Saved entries

//! Reading inputs and writing output triples
//!
//! For an input `smlouva.txt` the writer produces `smlouva_anon.txt`,
//! `smlouva_map.json` and `smlouva_map.txt`. Files are first written with a
//! `.partial` extension and renamed into place only when all of them were
//! written, so a failed document leaves no output behind.

use crate::anonymization::models::AnonymizedDocument;
use crate::config::OutputConfig;
use crate::core::summary::DocumentOutputs;
use crate::domain::{RedaktError, Result};
use std::fs;
use std::path::{Path, PathBuf};

const PARTIAL_EXTENSION: &str = "partial";

/// Read a UTF-8 input document, dropping a leading byte-order mark
pub fn read_document(path: &Path) -> Result<String> {
    let bytes = fs::read(path)
        .map_err(|e| RedaktError::Io(format!("Failed to read {}: {e}", path.display())))?;
    let text = String::from_utf8(bytes).map_err(|_| {
        RedaktError::InvalidInput(format!("{} is not valid UTF-8 text", path.display()))
    })?;
    Ok(match text.strip_prefix('\u{feff}') {
        Some(stripped) => stripped.to_string(),
        None => text,
    })
}

/// Output locations of one input
#[derive(Debug, Clone, PartialEq, Eq)]
pub struct OutputPaths {
    pub anon: PathBuf,
    pub map_json: PathBuf,
    pub map_text: PathBuf,
}

/// Places and writes output files according to [`OutputConfig`]
#[derive(Debug, Clone)]
pub struct OutputWriter {
    config: OutputConfig,
}

impl OutputWriter {
    pub fn new(config: OutputConfig) -> Self {
        Self { config }
    }

    pub fn config(&self) -> &OutputConfig {
        &self.config
    }

    /// Output paths for `input`
    pub fn paths_for(&self, input: &Path) -> Result<OutputPaths> {
        let stem = input
            .file_stem()
            .and_then(|s| s.to_str())
            .filter(|s| !s.is_empty())
            .ok_or_else(|| {
                RedaktError::InvalidInput(format!("{} has no usable file name", input.display()))
            })?;
        let dir = match &self.config.directory {
            Some(dir) => dir.clone(),
            None => input
                .parent()
                .map(Path::to_path_buf)
                .unwrap_or_default(),
        };
        Ok(OutputPaths {
            anon: dir.join(format!("{stem}{}.txt", self.config.anon_suffix)),
            map_json: dir.join(format!("{stem}{}.json", self.config.map_suffix)),
            map_text: dir.join(format!("{stem}{}.txt", self.config.map_suffix)),
        })
    }

    /// Whether `path` is an output of a sibling input: `<stem><suffix>.txt`
    /// next to an existing `<stem>.txt`
    pub fn is_output_file(&self, path: &Path) -> bool {
        let Some(stem) = path.file_stem().and_then(|s| s.to_str()) else {
            return false;
        };
        [&self.config.anon_suffix, &self.config.map_suffix]
            .into_iter()
            .filter_map(|suffix| stem.strip_suffix(suffix.as_str()))
            .filter(|base| !base.is_empty())
            .any(|base| path.with_file_name(format!("{base}.txt")).is_file())
    }

    /// Write the outputs of a finalized document
    pub fn write(&self, input: &Path, document: &AnonymizedDocument) -> Result<DocumentOutputs> {
        let paths = self.paths_for(input)?;

        let mut files = vec![
            (paths.anon.clone(), document.text.clone()),
            (paths.map_json.clone(), document.map.to_json()?),
        ];
        if self.config.text_map {
            files.push((paths.map_text.clone(), document.map_text()));
        }

        if !self.config.overwrite {
            if let Some((existing, _)) = files.iter().find(|(path, _)| path.exists()) {
                return Err(RedaktError::Io(format!(
                    "{} already exists (set output.overwrite to replace it)",
                    existing.display()
                )));
            }
        }

        if let Some(dir) = paths.anon.parent().filter(|d| !d.as_os_str().is_empty()) {
            fs::create_dir_all(dir).map_err(|e| {
                RedaktError::Io(format!("Failed to create output directory {}: {e}", dir.display()))
            })?;
        }

        let mut partials = Vec::with_capacity(files.len());
        for (path, content) in &files {
            let partial = partial_path(path);
            if let Err(e) = fs::write(&partial, content) {
                remove_all(&partials);
                let _ = fs::remove_file(&partial);
                return Err(RedaktError::Io(format!("Failed to write {}: {e}", partial.display())));
            }
            partials.push(partial);
        }

        let mut placed = Vec::with_capacity(files.len());
        for (partial, (path, _)) in partials.iter().zip(&files) {
            if let Err(e) = fs::rename(partial, path) {
                remove_all(&partials);
                remove_all(&placed);
                return Err(RedaktError::Io(format!(
                    "Failed to move output into {}: {e}",
                    path.display()
                )));
            }
            placed.push(path.clone());
        }

        tracing::debug!(
            document = %document.document_id,
            output = %paths.anon.display(),
            "Outputs written"
        );

        Ok(DocumentOutputs {
            document: document.document_id.clone(),
            anon: paths.anon,
            map_json: paths.map_json,
            map_text: self.config.text_map.then_some(paths.map_text),
        })
    }
}

fn partial_path(path: &Path) -> PathBuf {
    let mut name = path.as_os_str().to_os_string();
    name.push(".");
    name.push(PARTIAL_EXTENSION);
    PathBuf::from(name)
}

fn remove_all(paths: &[PathBuf]) {
    for path in paths {
        if path.exists() {
            let _ = fs::remove_file(path);
        }
    }
}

## Requirement
Give every entry back unchanged. Leave none out.

## Solution for this exercise
//! Reading inputs and writing output triples
//!
//! For an input `smlouva.txt` the writer produces `smlouva_anon.txt`,
//! `smlouva_map.json` and `smlouva_map.txt`. Files are first written with a
//! `.partial` extension and renamed into place only when all of them were
//! written, so a failed document leaves no output behind.

use crate::anonymization::models::AnonymizedDocument;
use crate::config::OutputConfig;
use crate::core::summary::DocumentOutputs;
use crate::domain::{RedaktError, Result};
use std::fs;
use std::path::{Path, PathBuf};

const PARTIAL_EXTENSION: &str = "partial";

/// Read a UTF-8 input document, dropping a leading byte-order mark
pub fn read_document(path: &Path) -> Result<String> {
    let bytes = fs::read(path)
        .map_err(|e| RedaktError::Io(format!("Failed to read {}: {e}", path.display())))?;
    let text = String::from_utf8(bytes).map_err(|_| {
        RedaktError::InvalidInput(format!("{} is not valid UTF-8 text", path.display()))
    })?;
    Ok(match text.strip_prefix('\u{feff}') {
        Some(stripped) => stripped.to_string(),
        None => text,
    })
}

/// Output locations of one input
#[derive(Debug, Clone, PartialEq, Eq)]
pub struct OutputPaths {
    pub anon: PathBuf,
    pub map_json: PathBuf,
    pub map_text: PathBuf,
}

/// Places and writes output files according to [`OutputConfig`]
#[derive(Debug, Clone)]
pub struct OutputWriter {
    config: OutputConfig,
}

impl OutputWriter {
    pub fn new(config: OutputConfig) -> Self {
        Self { config }
    }

    pub fn config(&self) -> &OutputConfig {
        &self.config
    }

    /// Output paths for `input`
    pub fn paths_for(&self, input: &Path) -> Result<OutputPaths> {
        let stem = input
            .file_stem()
            .and_then(|s| s.to_str())
            .filter(|s| !s.is_empty())
            .ok_or_else(|| {
                RedaktError::InvalidInput(format!("{} has no usable file name", input.display()))
            })?;
        let dir = match &self.config.directory {
            Some(dir) => dir.clone(),
            None => input
                .parent()
                .map(Path::to_path_buf)
                .unwrap_or_default(),
        };
        Ok(OutputPaths {
            anon: dir.join(format!("{stem}{}.txt", self.config.anon_suffix)),
            map_json: dir.join(format!("{stem}{}.json", self.config.map_suffix)),
            map_text: dir.join(format!("{stem}{}.txt", self.config.map_suffix)),
        })
    }

    /// Whether `path` is an output of a sibling input: `<stem><suffix>.txt`
    /// next to an existing `<stem>.txt`
    pub fn is_output_file(&self, path: &Path) -> bool {
        let Some(stem) = path.file_stem().and_then(|s| s.to_str()) else {
            return false;
        };
        [&self.config.anon_suffix, &self.config.map_suffix]
            .into_iter()
            .filter_map(|suffix| stem.strip_suffix(suffix.as_str()))
            .filter(|base| !base.is_empty())
            .any(|base| path.with_file_name(format!("{base}.txt")).is_file())
    }

    /// Write the outputs of a finalized document
    pub fn write(&self, input: &Path, document: &AnonymizedDocument) -> Result<DocumentOutputs> {
        let paths = self.paths_for(input)?;

        let mut files = vec![
            (paths.anon.clone(), document.text.clone()),
            (paths.map_json.clone(), document.map.to_json()?),
        ];
        if self.config.text_map {
            files.push((paths.map_text.clone(), document.map_text()));
        }

        if !self.config.overwrite {
            if let Some((existing, _)) = files.iter().find(|(path, _)| path.exists()) {
                return Err(RedaktError::Io(format!(
                    "{} already exists (set output.overwrite to replace it)",
                    existing.display()
                )));
            }
        }

        if let Some(dir) = paths.anon.parent().filter(|d| !d.as_os_str().is_empty()) {
            fs::create_dir_all(dir).map_err(|e| {
                RedaktError::Io(format!("Failed to create output directory {}: {e}", dir.display()))
            })?;
        }

        let mut partials = Vec::with_capacity(files.len());
        for (path, content) in &files {
            let partial = partial_path(path);
            if let Err(e) = fs::write(&partial, content) {
                remove_all(&partials);
                let _ = fs::remove_file(&partial);
                return Err(RedaktError::Io(format!("Failed to write {}: {e}", partial.display())));
            }
            partials.push(partial);
        }

        let mut placed = Vec::with_capacity(files.len());
        for (partial, (path, _)) in partials.iter().zip(&files) {
            if let Err(e) = fs::rename(partial, path) {
                remove_all(&partials);
                remove_all(&placed);
                return Err(RedaktError::Io(format!(
                    "Failed to move output into {}: {e}",
                    path.display()
                )));
            }
            placed.push(path.clone());
        }

        tracing::debug!(
            document = %document.document_id,
            output = %paths.anon.display(),
            "Outputs written"
        );

        Ok(DocumentOutputs {
            document: document.document_id.clone(),
            anon: paths.anon,
            map_json: paths.map_json,
            map_text: self.config.text_map.then_some(paths.map_text),
        })
    }
}

fn partial_path(path: &Path) -> PathBuf {
    let mut name = path.as_os_str().to_os_string();
    name.push(".");
    name.push(PARTIAL_EXTENSION);
    PathBuf::from(name)
}

fn remove_all(paths: &[PathBuf]) {
    for path in paths {
        if path.exists() {
            let _ = fs::remove_file(path);
        }
    }
}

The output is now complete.